The authors explore the determinants of having a regular source of care in a community-based probability sample of homeless adults in Los Angeles. Results from this study should be more representative than those from previous studies of the homeless that are clinic- or shelter-based. In addition to those factors found to be barriers to regular sources of care in the general population, we hypothesized that psychosocial characteristics of the homeless and the homeless lifestyle would negatively impact their likelihood of having a regular source of care.Methods.
The authors conducted a multiple logistic regression to predict regular source of care among the homeless, using an adaptation of the Behavioral Model of health services utilization as an analytic framework.Results.

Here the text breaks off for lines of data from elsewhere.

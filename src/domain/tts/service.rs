use super::error::{BackendAttempt, BackendError, SynthesisError};
use super::language::Language;
use super::request::SynthesisRequest;
use crate::domain::backend::{BackendRegistry, SpeechBackend};
use crate::infrastructure::cache::CacheStore;
use crate::infrastructure::rate_limit::RateLimiter;
use async_trait::async_trait;
use std::collections::HashSet;
use std::sync::Arc;
use std::time::Duration;

/// Audio for one chunk and where it came from
#[derive(Debug, Clone)]
pub struct SynthesizedAudio {
    pub data: Vec<u8>,
    pub backend_id: String,
    pub cache_hit: bool,
    /// Cache blob name, when the audio is (now) cached
    pub audio_ref: Option<String>,
}

/// Retry schedule for throttled calls on a single backend
#[derive(Debug, Clone)]
pub struct RetryPolicy {
    pub max_attempts: u32,
    pub base_delay: Duration,
    pub max_delay: Duration,
}

impl Default for RetryPolicy {
    fn default() -> Self {
        Self {
            max_attempts: 3,
            base_delay: Duration::from_secs(1),
            max_delay: Duration::from_secs(30),
        }
    }
}

impl RetryPolicy {
    /// Delay after the `attempt`-th throttled call (1-based)
    pub fn backoff(&self, attempt: u32) -> Duration {
        let factor = 2u32.saturating_pow(attempt.saturating_sub(1));
        self.base_delay.saturating_mul(factor).min(self.max_delay)
    }
}

pub struct SynthesisOrchestrator {
    registry: Arc<BackendRegistry>,
    rate_limiter: Arc<RateLimiter>,
    cache: Option<Arc<CacheStore>>,
    retry: RetryPolicy,
}

impl SynthesisOrchestrator {
    pub fn new(
        registry: Arc<BackendRegistry>,
        rate_limiter: Arc<RateLimiter>,
        cache: Option<Arc<CacheStore>>,
        retry: RetryPolicy,
    ) -> Self {
        Self {
            registry,
            rate_limiter,
            cache,
            retry,
        }
    }
}

#[async_trait]
pub trait SynthesisApi: Send + Sync {
    /// Convert one chunk of text to audio
    ///
    /// This operation:
    /// - Serves the audio from cache when present
    /// - Tries each candidate backend in order, spacing calls through the rate limiter
    /// - Retries throttled calls with exponential backoff, fails over on anything else
    /// - Caches the first successful result under the backend that produced it
    async fn synthesize(&self, request: &SynthesisRequest)
        -> Result<SynthesizedAudio, SynthesisError>;

    /// Backends a request would try, in order: the preferred backend first
    /// (when registered), then every backend supporting `language` by
    /// priority, without duplicates
    fn candidates(&self, language: &Language, preferred: Option<&str>)
        -> Vec<Arc<dyn SpeechBackend>>;

    /// Backends currently registered
    fn backend_count(&self) -> usize;
}

#[async_trait]
impl SynthesisApi for SynthesisOrchestrator {
    async fn synthesize(
        &self,
        request: &SynthesisRequest,
    ) -> Result<SynthesizedAudio, SynthesisError> {
        let language = request.language();
        let text = request.text();
        let speed = request.speed();
        let candidates = self.candidates(language, request.backend_hint());

        // 1. Cache lookup, in candidate order, so audio produced by a
        //    fallback backend is found without calling the primary again
        if let Some(cache) = &self.cache {
            for backend in &candidates {
                let Some(cached) = cache.lookup(text, backend.id(), language, speed).await else {
                    continue;
                };
                tracing::info!(
                    backend_id = %backend.id(),
                    language = %language,
                    char_count = request.char_count(),
                    audio_size = cached.data.len(),
                    "TTS cache hit - returning cached audio"
                );
                return Ok(SynthesizedAudio {
                    data: cached.data,
                    backend_id: backend.id().to_string(),
                    cache_hit: true,
                    audio_ref: Some(cached.audio_ref),
                });
            }
        }

        // 2. Walk the candidates
        let mut attempts = Vec::new();
        for backend in &candidates {
            let descriptor = backend.descriptor();
            if request.char_count() > descriptor.max_chars {
                tracing::debug!(
                    backend_id = %descriptor.id,
                    char_count = request.char_count(),
                    max_chars = descriptor.max_chars,
                    "Text exceeds backend limit, skipping"
                );
                attempts.push(BackendAttempt {
                    backend_id: descriptor.id.clone(),
                    reason: format!(
                        "text of {} characters exceeds limit of {}",
                        request.char_count(),
                        descriptor.max_chars
                    ),
                });
                continue;
            }

            match self.call_with_retry(backend.as_ref(), request).await {
                Ok(data) => {
                    // 3. Cache under the backend that actually produced the audio
                    let audio_ref = match &self.cache {
                        Some(cache) => {
                            cache
                                .store(text, backend.id(), language, speed, &data)
                                .await
                        }
                        None => None,
                    };

                    tracing::info!(
                        backend_id = %backend.id(),
                        language = %language,
                        char_count = request.char_count(),
                        audio_size = data.len(),
                        failed_backends = attempts.len(),
                        "Chunk synthesized"
                    );

                    return Ok(SynthesizedAudio {
                        data,
                        backend_id: backend.id().to_string(),
                        cache_hit: false,
                        audio_ref,
                    });
                }
                Err(BackendError::InvalidInput(reason)) => {
                    tracing::warn!(
                        backend_id = %backend.id(),
                        reason = %reason,
                        "Backend rejected input"
                    );
                    return Err(SynthesisError::InvalidInput(reason));
                }
                Err(e) => {
                    tracing::warn!(
                        backend_id = %backend.id(),
                        error = %e,
                        "Backend failed, trying next candidate"
                    );
                    attempts.push(BackendAttempt {
                        backend_id: backend.id().to_string(),
                        reason: e.to_string(),
                    });
                }
            }
        }

        tracing::error!(
            language = %language,
            char_count = request.char_count(),
            candidates = candidates.len(),
            "All backends exhausted"
        );

        Err(SynthesisError::AllBackendsExhausted { attempts })
    }

    fn candidates(
        &self,
        language: &Language,
        preferred: Option<&str>,
    ) -> Vec<Arc<dyn SpeechBackend>> {
        let preferred = preferred.and_then(|id| {
            let backend = self.registry.get(id);
            if backend.is_none() {
                tracing::warn!(backend_id = %id, "Preferred backend is not registered, ignoring");
            }
            backend
        });

        let mut seen = HashSet::new();
        preferred
            .into_iter()
            .chain(self.registry.resolve(language))
            .filter(|backend| seen.insert(backend.id().to_string()))
            .collect()
    }

    fn backend_count(&self) -> usize {
        self.registry.len()
    }
}

impl SynthesisOrchestrator {
    /// Up to `max_attempts` calls; only `RateLimited` is retried
    async fn call_with_retry(
        &self,
        backend: &dyn SpeechBackend,
        request: &SynthesisRequest,
    ) -> Result<Vec<u8>, BackendError> {
        let max_attempts = self.retry.max_attempts.max(1);
        let mut attempt = 1;

        loop {
            self.rate_limiter.acquire(backend.id()).await;

            let result = backend
                .synthesize(request.text(), request.language(), request.speed())
                .await;
            match result {
                Err(reason) if reason.is_rate_limited() && attempt < max_attempts => {
                    let delay = self.retry.backoff(attempt);
                    let spacing = self.rate_limiter.current_floor(backend.id());
                    tracing::warn!(
                        backend_id = %backend.id(),
                        attempt = attempt,
                        max_attempts = max_attempts,
                        delay_ms = delay.as_millis() as u64,
                        spacing_ms = spacing.as_millis() as u64,
                        reason = %reason,
                        "Backend rate limited, backing off"
                    );
                    tokio::time::sleep(delay).await;
                    attempt += 1;
                }
                result => return result,
            }
        }
    }
}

Fifty-seven percent of the sample reported that they had a regular source of care. Of those with a source of care, 30% reported a hospital outpatient department; 25% reported a community or homeless clinic; 23% reported a hospital emergency room; 14% reported a government clinic; and 9% reported a private physician's office as their source of care. Some factors found to be barriers to having a regular source of care in the general population (male, Hispanic, young age) also were barriers among homeless adults. Additional barriers in this sample included homelessness-related characteristics such as competing needs, long-term homelessness, and social isolation. Chronic mental illness and chronic substance dependence were not related to having a source of care among the homeless. Characteristics that increased the likelihood of having a regular source of care in the general population (poor health status, Medicaid) were not related to having a regular source of care among the homeless.Conclusions.
In a context of limited resources, the distribution of regular source of care among the homeless appears to be highly inequitable. Although some of the characteristics identifying those with a regular source of care suggest differential patterns of behavior across subgroups, others suggest differential advantage in access to care and a lack of fit between the needs of the homeless and the organization of health services.